··· Records provided
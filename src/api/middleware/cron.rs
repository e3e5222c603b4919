use axum::{
    extract::{Request, State},
    http::header::AUTHORIZATION,
    middleware::Next,
    response::Response,
};
use subtle::ConstantTimeEq;

use crate::{api::state::AppState, error::AppError};

/// Requires `Authorization: Bearer <jobs.cron_secret>`.
pub async fn require_cron_secret(
    State(state): State<AppState>,
    request: Request,
    next: Next,
) -> Result<Response, AppError> {
    let expected = state.settings().jobs.cron_secret.as_bytes();
    let provided = request
        .headers()
        .get(AUTHORIZATION)
        .and_then(|v| v.to_str().ok())
        .and_then(|v| v.strip_prefix("Bearer "))
        .map(str::trim)
        .unwrap_or("");

    if expected.is_empty() || !bool::from(provided.as_bytes().ct_eq(expected)) {
        tracing::warn!("Cron request with invalid credentials");
        return Err(AppError::Unauthorized);
    }

    Ok(next.run(request).await)
}
use serde::Deserialize;
use config::{Config, ConfigError, Environment, File};

#[derive(Debug, Deserialize, Clone)]
pub struct Settings {
    pub server: ServerConfig,
    pub database: DatabaseConfig,
    pub auth: AuthConfig,
    #[serde(default)]
    pub swish: SwishConfig,
    #[serde(default)]
    pub email: EmailConfig,
    pub jobs: JobsConfig,
    pub storage: StorageConfig,
    pub studio: StudioConfig,
}

#[derive(Debug, Deserialize, Clone)]
pub struct ServerConfig {
    pub host: String,
    pub port: u16,
    pub base_url: String,
}

#[derive(Debug, Deserialize, Clone)]
pub struct DatabaseConfig {
    pub url: String,
    pub max_connections: u32,
}

#[derive(Debug, Deserialize, Clone)]
pub struct AuthConfig {
    pub session_duration_hours: i64,
    #[serde(default)]
    pub cookie_secure: bool,
    pub csrf_secret: String,
}

#[derive(Debug, Deserialize, Clone)]
pub struct SwishConfig {
    #[serde(default)]
    pub enabled: bool,
    pub api_url: String,
    pub payee_alias: String,
    pub cert_path: Option<String>,
    pub key_path: Option<String>,
    pub ca_path: Option<String>,
    pub payment_timeout_minutes: i64,
}

impl Default for SwishConfig {
    fn default() -> Self {
        Self {
            enabled: false,
            api_url: "https://mss.cpc.getswish.net/swish-cpcapi".to_string(),
            payee_alias: "1231181189".to_string(),
            cert_path: None,
            key_path: None,
            ca_path: None,
            payment_timeout_minutes: 30,
        }
    }
}

#[derive(Debug, Deserialize, Clone)]
pub struct EmailConfig {
    #[serde(default)]
    pub enabled: bool,
    pub smtp_host: String,
    pub smtp_port: u16,
    pub smtp_username: Option<String>,
    pub smtp_password: Option<String>,
    pub from_address: String,
    /// Receives a copy of every order and booking confirmation.
    pub admin_address: Option<String>,
}

impl Default for EmailConfig {
    fn default() -> Self {
        Self {
            enabled: false,
            smtp_host: "localhost".to_string(),
            smtp_port: 587,
            smtp_username: None,
            smtp_password: None,
            from_address: "Lerhuset <noreply@lerhuset.local>".to_string(),
            admin_address: None,
        }
    }
}

#[derive(Debug, Deserialize, Clone)]
pub struct JobsConfig {
    pub cron_secret: String,
    pub batch_size: i64,
    pub max_attempts: i64,
    pub stale_after_minutes: i64,
    /// Zero disables the in-process poller; the cron endpoint still works.
    pub poll_interval_secs: u64,
}

#[derive(Debug, Deserialize, Clone)]
pub struct StorageConfig {
    pub documents_dir: String,
}

#[derive(Debug, Deserialize, Clone)]
pub struct StudioConfig {
    pub name: String,
    pub org_number: String,
    pub bankgiro: String,
    pub address: String,
    pub email: String,
}

impl Settings {
    pub fn new() -> Result<Self, ConfigError> {
        let config = Config::builder()
            // Start with default values
            .set_default("server.host", "127.0.0.1")?
            .set_default("server.port", 8080)?
            .set_default("server.base_url", "http://localhost:8080")?
            .set_default("database.url", "sqlite://lerhuset.db?mode=rwc")?
            .set_default("database.max_connections", 10)?
            .set_default("auth.session_duration_hours", 12)?
            .set_default("auth.cookie_secure", false)?
            .set_default("auth.csrf_secret", "change-me-in-production")?
            .set_default("swish.enabled", false)?
            .set_default("swish.api_url", "https://mss.cpc.getswish.net/swish-cpcapi")?
            .set_default("swish.payee_alias", "1231181189")?
            .set_default("swish.payment_timeout_minutes", 30)?
            .set_default("email.enabled", false)?
            .set_default("email.smtp_host", "localhost")?
            .set_default("email.smtp_port", 587)?
            .set_default("email.from_address", "Lerhuset <noreply@lerhuset.local>")?
            .set_default("jobs.cron_secret", "change-me-in-production")?
            .set_default("jobs.batch_size", 20)?
            .set_default("jobs.max_attempts", 5)?
            .set_default("jobs.stale_after_minutes", 15)?
            .set_default("jobs.poll_interval_secs", 0)?
            .set_default("storage.documents_dir", "data/documents")?
            .set_default("studio.name", "Lerhuset Keramikstudio")?
            .set_default("studio.org_number", "000000-0000")?
            .set_default("studio.bankgiro", "000-0000")?
            .set_default("studio.address", "")?
            .set_default("studio.email", "hej@lerhuset.local")?

            // Add config file if it exists
            .add_source(File::with_name("config/default").required(false))
            .add_source(File::with_name("config/local").required(false))

            // Add environment variables (with LERHUSET__ prefix, double underscore separates levels)
            .add_source(Environment::with_prefix("LERHUSET").separator("__"))

            .build()?;

        config.try_deserialize()
    }

    /// URL Swish posts payment outcomes to.
    pub fn swish_callback_url(&self) -> String {
        format!(
            "{}/api/payments/swish/callback",
            self.server.base_url.trim_end_matches('/')
        )
    }
}

impl Default for Settings {
    fn default() -> Self {
        Self {
            server: ServerConfig {
                host: "127.0.0.1".to_string(),
                port: 8080,
                base_url: "http://localhost:8080".to_string(),
            },
            database: DatabaseConfig {
                url: "sqlite://lerhuset.db?mode=rwc".to_string(),
                max_connections: 10,
            },
            auth: AuthConfig {
                session_duration_hours: 12,
                cookie_secure: false,
                csrf_secret: "change-me-in-production".to_string(),
            },
            swish: SwishConfig::default(),
            email: EmailConfig::default(),
            jobs: JobsConfig {
                cron_secret: "change-me-in-production".to_string(),
                batch_size: 20,
                max_attempts: 5,
                stale_after_minutes: 15,
                poll_interval_secs: 0,
            },
            storage: StorageConfig {
                documents_dir: "data/documents".to_string(),
            },
            studio: StudioConfig {
                name: "Lerhuset Keramikstudio".to_string(),
                org_number: "000000-0000".to_string(),
                bankgiro: "000-0000".to_string(),
                address: String::new(),
                email: "hej@lerhuset.local".to_string(),
            },
        }
    }
}

#[cfg(test)]
mod tests {
    use super::*;

    #[test]
    fn test_callback_url_strips_trailing_slash() {
        let mut settings = Settings::default();
        settings.server.base_url = "https://lerhuset.se/".to_string();
        assert_eq!(
            settings.swish_callback_url(),
            "https://lerhuset.se/api/payments/swish/callback"
        );
    }
}
use askama::Template;
use axum::{
    extract::{Path, Query, State},
    response::{IntoResponse, Response},
    Extension,
};
use uuid::Uuid;

use crate::{
    api::{middleware::auth::CurrentAdmin, state::AppState},
    domain::PaymentStatus,
    error::Result,
    web::{
        admin::{action_error, PaymentRow, StatusFilter, PAGE_SIZE},
        templates::{redirect_flash, AdminPage, Flash, HtmlTemplate},
    },
};

#[derive(Template)]
#[template(path = "admin/payments.html")]
pub struct PaymentsTemplate {
    pub page: AdminPage,
    pub status_filter: String,
    pub payments: Vec<PaymentRow>,
}

// GET /admin/payments
pub async fn payments_page(
    State(state): State<AppState>,
    Extension(current): Extension<CurrentAdmin>,
    Query(filter): Query<StatusFilter>,
    Query(flash): Query<Flash>,
) -> Result<impl IntoResponse> {
    let status = filter.parse(PaymentStatus::parse);
    let payments = state
        .service_context
        .payment_repo
        .list(status, PAGE_SIZE, 0)
        .await?
        .iter()
        .map(PaymentRow::from)
        .collect();

    Ok(HtmlTemplate(PaymentsTemplate {
        page: AdminPage::new(&state, &current, "payments", flash),
        status_filter: filter.value(),
        payments,
    }))
}

// POST /admin/payments/:id/mark-paid
pub async fn mark_invoice_paid(
    State(state): State<AppState>,
    Extension(current): Extension<CurrentAdmin>,
    Path(id): Path<Uuid>,
) -> Response {
    match state.service_context.fulfillment_service.mark_invoice_paid(id).await {
        Ok(payment) => {
            tracing::info!(payment_id = %payment.id, admin_id = %current.admin.id, "Invoice marked as paid");
            redirect_flash("/admin/payments", Ok(format!("Invoice {} marked as paid", payment.reference)))
        }
        Err(e) => redirect_flash("/admin/payments", Err(action_error("Mark invoice paid", e))),
    }
}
······
Provide the count of lines in the data above that include the word "change", with no added text.

• Written solution: 4